Monson Savanna, Chen Pin-Jung, Gangi Alexandra, Waters Kevin, Billet Sandrine, Hendifar Andrew, Lu Shelly, Zell Jason A, Gong Jun
Department of Medicine, Division of Medical Oncology, Cedars-Sinai Medical Center, Los Angeles, CA, USA.
Department of Surgery, Division of Surgical Oncology, Cedars-Sinai Medical Center, Los Angeles, CA, USA.
Transl Gastroenterol Hepatol. 2025 Jan 7;10:11. doi: 10.21037/tgh-24-97. eCollection 2025.

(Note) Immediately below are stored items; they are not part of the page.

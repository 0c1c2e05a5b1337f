//! os-release descriptor parsing.

use std::collections::HashMap;

/// Well-known location of the descriptor.
pub const OS_RELEASE_PATH: &str = "/etc/os-release";

/// Distribution identity read from os-release.
#[derive(Debug, Clone, PartialEq, Eq)]
pub struct OsRelease {
    /// Lower-case distribution id (`ID`), e.g. "ubuntu".
    pub id: String,
    /// `VERSION_ID`, e.g. "22.04". Empty when absent (rolling releases).
    pub version_id: String,
    /// `PRETTY_NAME`, falling back to `NAME` and then the id.
    pub pretty_name: String,
}

/// Parse the `KEY=value` lines of an os-release file.
///
/// Values may be double- or single-quoted; comments and malformed lines
/// are ignored. Returns `None` when no `ID` is present.
pub fn parse_os_release(contents: &str) -> Option<OsRelease> {
    let fields: HashMap<&str, String> = contents
        .lines()
        .map(str::trim)
        .filter(|line| !line.is_empty() && !line.starts_with('#'))
        .filter_map(|line| line.split_once('='))
        .map(|(key, value)| (key.trim(), unquote(value.trim())))
        .collect();

    let id = fields.get("ID")?.to_ascii_lowercase();
    if id.is_empty() {
        return None;
    }
    let version_id = fields.get("VERSION_ID").cloned().unwrap_or_default();
    let pretty_name = fields
        .get("PRETTY_NAME")
        .or_else(|| fields.get("NAME"))
        .cloned()
        .unwrap_or_else(|| id.clone());

    Some(OsRelease {
        id,
        version_id,
        pretty_name,
    })
}

fn unquote(value: &str) -> String {
    let stripped = value
        .strip_prefix('"')
        .and_then(|v| v.strip_suffix('"'))
        .or_else(|| value.strip_prefix('\'').and_then(|v| v.strip_suffix('\'')));
    match stripped {
        Some(inner) => inner.replace("\\\"", "\"").replace("\\\\", "\\"),
        None => value.to_string(),
    }
}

Globally, colorectal cancer (CRC) is the third most commonly diagnosed cancer. CRC is known to arise from precancerous polyps known as adenomas. Although there are genetic syndromes (i.e., familial adenomatous polyposis syndrome) that carry a high lifetime risk of CRC, the majority of CRC cases are sporadic. Sporadic CRC develops via molecular events that occur early and frequently in the transformation of the normal colon epithelium to invasive cancer. Prevention of sporadic CRC (i.e., CRC chemoprevention) has been a topic of interest in the past decades due to its large public health burden. The objective of this study is to review various chemopreventive agents studied in randomized controlled trials (RCTs) to evaluate their effectiveness and safety in preventing sporadic CRC.

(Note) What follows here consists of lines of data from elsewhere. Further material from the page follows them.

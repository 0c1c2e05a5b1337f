//! Access to the machine being provisioned.

use super::{path_finder, version};
use semver::Version;
use std::ffi::OsStr;
use std::path::{Path, PathBuf};
use std::process::Stdio;
use tokio::process::Command;
use tracing::debug;

/// Read-only view of the host used by the environment probe.
///
/// [`SystemHost`] talks to the real machine; tests substitute a fake so
/// probe behaviour can be checked for any distribution.
#[allow(async_fn_in_trait)]
pub trait Host {
    /// Contents of the os-release descriptor.
    fn read_os_release(&self) -> std::io::Result<String>;

    /// Locate `name` on `search_path`.
    fn find_executable(&self, name: &str, search_path: &OsStr) -> Option<PathBuf>;

    /// Whether `path` is an existing file.
    fn is_file(&self, path: &Path) -> bool;

    /// The invoking user's home directory.
    fn home_dir(&self) -> Option<PathBuf>;

    /// Whether the process already runs with root privileges.
    fn is_root(&self) -> bool;

    /// Ask sudo to validate (and cache) the user's credentials.
    async fn validate_sudo(&self, sudo: &Path) -> bool;

    /// Version reported by `<path> --version` run with `search_path` as its
    /// `PATH`, when parsable.
    async fn tool_version(&self, path: &Path, search_path: &OsStr) -> Option<Version>;
}

/// The local machine.
#[derive(Debug, Default, Clone, Copy)]
pub struct SystemHost;

impl Host for SystemHost {
    fn read_os_release(&self) -> std::io::Result<String> {
        std::fs::read_to_string(super::OS_RELEASE_PATH)
    }

    fn find_executable(&self, name: &str, search_path: &OsStr) -> Option<PathBuf> {
        path_finder::find_executable(name, search_path)
    }

    fn is_file(&self, path: &Path) -> bool {
        path.is_file()
    }

    fn home_dir(&self) -> Option<PathBuf> {
        std::env::var_os("HOME")
            .filter(|h| !h.is_empty())
            .map(PathBuf::from)
    }

    fn is_root(&self) -> bool {
        std::fs::read_to_string("/proc/self/status")
            .ok()
            .and_then(|status| effective_uid(&status))
            == Some(0)
    }

    async fn validate_sudo(&self, sudo: &Path) -> bool {
        // May prompt for a password; the cached credential covers the run.
        match Command::new(sudo)
            .arg("-v")
            .stdin(Stdio::inherit())
            .stdout(Stdio::inherit())
            .stderr(Stdio::inherit())
            .status()
            .await
        {
            Ok(status) => status.success(),
            Err(e) => {
                debug!("sudo -v could not be started: {}", e);
                false
            }
        }
    }

    async fn tool_version(&self, path: &Path, search_path: &OsStr) -> Option<Version> {
        version::check_version(path, search_path).await
    }
}

/// Effective uid from the `Uid:` line of `/proc/<pid>/status`.
fn effective_uid(status: &str) -> Option<u32> {
    status
        .lines()
        .find_map(|line| line.strip_prefix("Uid:"))
        .and_then(|ids| ids.split_whitespace().nth(1))
        .and_then(|euid| euid.parse().ok())
}

#[cfg(test)]
mod tests {
    use super::*;

    #[test]
    fn test_effective_uid() {
        let status = "Name:\ttt-installer\nUid:\t1000\t0\t0\t0\nGid:\t1000\t1000\t1000\t1000\n";
        assert_eq!(effective_uid(status), Some(0));
        assert_eq!(effective_uid("Uid:\t1000\t1000\t1000\t1000\n"), Some(1000));
        assert_eq!(effective_uid("Name:\tx\n"), None);
    }

    #[test]
    fn test_system_host_reports_home() {
        if std::env::var_os("HOME").is_some_and(|h| !h.is_empty()) {
            assert!(SystemHost.home_dir().is_some());
        }
    }
}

This review focuses on recent RCTs using potential chemopreventive agents to prevent sporadic CRC formation, either directly or through reduction of its known precursors such as adenomas or aberrant crypt foci (ACF) through interventions including nonsteroidal anti-inflammatory drugs (NSAIDs), vitamins and minerals, and metabolic agents.
Multiple RCTs have been conducted in sporadic CRC chemoprevention. NSAIDs have proven promising in sporadic CRC chemoprevention but have been limited due to increased cardiovascular risk, particularly for celecoxib and rofecoxib.
There is active investigation into establishing the first sporadic CRC chemoprevention strategy. Building from previous trials, the choice of study population, selection of endpoints, safety and tolerability, availability of surrogate biomarkers, and novel mechanisms of action targeting the adenoma-carcinoma sequence remain important points to consider for all future trials of sporadic CRC chemoprevention.
在全球范围内,结直肠癌(CRC)是第三大最常被诊断出的癌症。已知CRC由称为腺瘤的癌前息肉发展而来。尽管存在一些遗传综合征(如家族性腺瘤性息肉病综合征),其携带者患CRC的终生风险很高,但大多数CRC病例是散发性的。散发性CRC通过正常结肠上皮向浸润性癌转变过程中早期且频繁发生的分子事件发展而来。由于散发性CRC带来巨大的公共卫生负担,在过去几十年中,预防散发性CRC(即CRC化学预防)一直是一个备受关注的话题。本研究的目的是回顾在随机对照试验(RCT)中研究的各种化学预防剂,以评估它们在预防散发性CRC方面的有效性和安全性。
本综述聚焦于近期使用潜在化学预防剂预防散发性CRC形成的RCT,这些化学预防剂可直接预防,或通过干预措施(包括非甾体抗炎药(NSAIDs)、维生素和矿物质以及代谢剂)减少其已知前体(如腺瘤或异常隐窝灶(ACF))来预防。
在散发性CRC化学预防方面已进行了多项RCT。NSAIDs在散发性CRC化学预防中已被证明有前景,但由于心血管风险增加而受到限制,尤其是塞来昔布和罗非昔布。
目前正在积极研究以确立首个散发性CRC化学预防策略。基于以往试验,对于散发性CRC化学预防的所有未来试验而言,研究人群的选择、终点的选定、安全性和耐受性、替代生物标志物的可用性以及针对腺瘤 - 癌序列的新作用机制仍是需要考虑的重要要点。